I used to do a lot of swimming (as a child I took part in swimming galas) and it took a long time before I could get back to that, but now I always have to go with someone else – I am so reliant on other people, particularly as I had to give up my driving licence.  One thing that I love, however, and which I took up after I found I had a brain tumour, is sewing.  It helps me stay positive. 

The effect of my diagnosis on my family has been immense.  Daisy, the eldest, seemed to deal with it better, at least on the surface, but Dylan, who is autistic, found it really tough.  It exacerbated his anxiety tremendously and he would often refuse to go to school because he was so worried about leaving me.

The hard thing is that people look at us and think we are a normal family.  They don’t understand and can be very intolerant.  I am so appreciative of the close friends we have who understand when my son has a meltdown or I am so exhausted I just need to go to bed.

In hindsight, I can see that, in fact, I did have symptoms.  I always had headaches and was a migraine sufferer, but it did get a little bit worse leading up to my diagnosis, although not enough to be unduly concerned.  My eye sight was deteriorating more rapidly and I was getting new glasses every six months by then.  I also developed vasculitis – a condition when, for some reason, the immune system attacks healthy blood vessels, causing them to become swollen and narrow.  I kept asking the GP what was causing it, but he didn’t know.  I also felt SO tired.  Now I believe that these were signs that my body was screaming that something was very wrong. 

My prognosis is uncertain – my consultant told me that the tumour will grow again – she hasn’t known anyone with my type of brain tumour where it hasn’t – so I have to go for regular MRI scans to check it is stable or whether I need more surgery and/or treatment.

I am passionate about supporting others with brain tumours as I know from my own experience that support is key to staying positive and I am also passionate about raising awareness.  People and GPs need to look out for early signs that might indicate the presence of a brain tumour and we need more research so that brain tumour patients benefit from more effective treatments and ultimately a cure.  
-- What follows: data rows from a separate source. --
use serde::Serialize;

use super::round_to;
use super::tokenize::{count_syllables, split_sentences};

#[derive(Debug, Clone, PartialEq, Serialize)]
pub struct Readability {
    pub flesch_reading_ease: f64,
    pub flesch_kincaid_grade: f64,
    pub automated_readability_index: f64,
    pub coleman_liau_index: f64,
    pub reading_level: String,
    #[serde(skip_serializing_if = "Option::is_none")]
    pub error: Option<String>,
}

impl Readability {
    fn unknown(reason: &str) -> Self {
        Self {
            flesch_reading_ease: 0.0,
            flesch_kincaid_grade: 0.0,
            automated_readability_index: 0.0,
            coleman_liau_index: 0.0,
            reading_level: "Unknown".to_string(),
            error: Some(reason.to_string()),
        }
    }
}

/// Raw counts the readability formulas are built from.
struct TextCounts {
    words: f64,
    sentences: f64,
    syllables: f64,
    letters: f64,
    complex_words: f64,
}

impl TextCounts {
    fn of(text: &str) -> Option<Self> {
        let words: Vec<&str> = text
            .split_whitespace()
            .filter(|w| w.chars().any(char::is_alphanumeric))
            .collect();
        if words.is_empty() {
            return None;
        }

        let mut syllables = 0;
        let mut complex_words = 0;
        let mut letters = 0;
        for word in &words {
            let count = count_syllables(word);
            syllables += count;
            if count >= 3 {
                complex_words += 1;
            }
            letters += word.chars().filter(|c| c.is_alphanumeric()).count();
        }

        Some(Self {
            words: words.len() as f64,
            sentences: split_sentences(text).len().max(1) as f64,
            syllables: syllables as f64,
            letters: letters as f64,
            complex_words: complex_words as f64,
        })
    }

    fn words_per_sentence(&self) -> f64 {
        self.words / self.sentences
    }

    fn syllables_per_word(&self) -> f64 {
        self.syllables / self.words
    }

    fn flesch_reading_ease(&self) -> f64 {
        206.835 - 1.015 * self.words_per_sentence() - 84.6 * self.syllables_per_word()
    }

    fn flesch_kincaid_grade(&self) -> f64 {
        0.39 * self.words_per_sentence() + 11.8 * self.syllables_per_word() - 15.59
    }

    fn automated_readability_index(&self) -> f64 {
        4.71 * (self.letters / self.words) + 0.5 * self.words_per_sentence() - 21.43
    }

    fn coleman_liau_index(&self) -> f64 {
        let letters_per_100 = self.letters / self.words * 100.0;
        let sentences_per_100 = self.sentences / self.words * 100.0;
        0.058 * letters_per_100 - 0.296 * sentences_per_100 - 15.8
    }

    fn gunning_fog(&self) -> f64 {
        0.4 * (self.words_per_sentence() + 100.0 * self.complex_words / self.words)
    }
}

pub fn calculate_readability(text: &str) -> Readability {
    let Some(counts) = TextCounts::of(text) else {
        return Readability::unknown("Text contains no words");
    };

    let fre = counts.flesch_reading_ease();
    let fk = counts.flesch_kincaid_grade();
    let ari = counts.automated_readability_index();
    let cli = counts.coleman_liau_index();

    Readability {
        flesch_reading_ease: round_to(fre, 2),
        flesch_kincaid_grade: round_to(fk, 2),
        automated_readability_index: round_to(ari, 2),
        coleman_liau_index: round_to(cli, 2),
        reading_level: reading_level(&counts),
        error: None,
    }
}

/// Consensus grade: the most common grade among several formulas, each
/// contributing its rounded and ceiled value.
fn reading_level(counts: &TextCounts) -> String {
    let mut grades: Vec<i64> = Vec::new();
    let mut push_bounds = |score: f64| {
        grades.push(score.round() as i64);
        grades.push(score.ceil() as i64);
    };

    push_bounds(counts.flesch_kincaid_grade());
    push_bounds(counts.coleman_liau_index());
    push_bounds(counts.automated_readability_index());
    push_bounds(counts.gunning_fog());

    let fre = counts.flesch_reading_ease();
    match fre {
        s if s >= 90.0 => grades.push(5),
        s if s >= 80.0 => grades.push(6),
        s if s >= 70.0 => grades.push(7),
        s if s >= 60.0 => grades.extend([8, 9]),
        s if s >= 50.0 => grades.push(10),
        s if s >= 40.0 => grades.push(11),
        s if s >= 30.0 => grades.push(12),
        _ => grades.push(13),
    }

    // Most common grade; ties go to the one seen first
    let mut tally: Vec<(i64, usize)> = Vec::new();
    for grade in grades {
        match tally.iter_mut().find(|(g, _)| *g == grade) {
            Some((_, n)) => *n += 1,
            None => tally.push((grade, 1)),
        }
    }
    let mut best = tally[0];
    for entry in &tally[1..] {
        if entry.1 > best.1 {
            best = *entry;
        }
    }

    let grade = best.0.max(2);
    format!(
        "{}{} and {}{} grade",
        grade - 1,
        ordinal_suffix(grade - 1),
        grade,
        ordinal_suffix(grade)
    )
}

fn ordinal_suffix(n: i64) -> &'static str {
    match (n % 10, n % 100) {
        (_, 11..=13) => "th",
        (1, _) => "st",
        (2, _) => "nd",
        (3, _) => "rd",
        _ => "th",
    }
}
I am blessed with very supportive parents who mercifully live close by and do huge amounts for me and whom I very heavily reliant on.  The strange thing is this year my Dad has been diagnosed with an acoustic neuroma brain tumour, so his journey is just beginning, and my Mum’s Dad died of a brain tumour when she was 11.  Nevertheless, we have been assured that there is no congenital link with me having a meningioma.

I also have to rely such a lot on my wonderful husband, Lindsay.  It has been very tough on him, but Lindsay is and has been amazing.  I would be lost without him.  Never have the words: ‘In sickness and in health’ been more tested.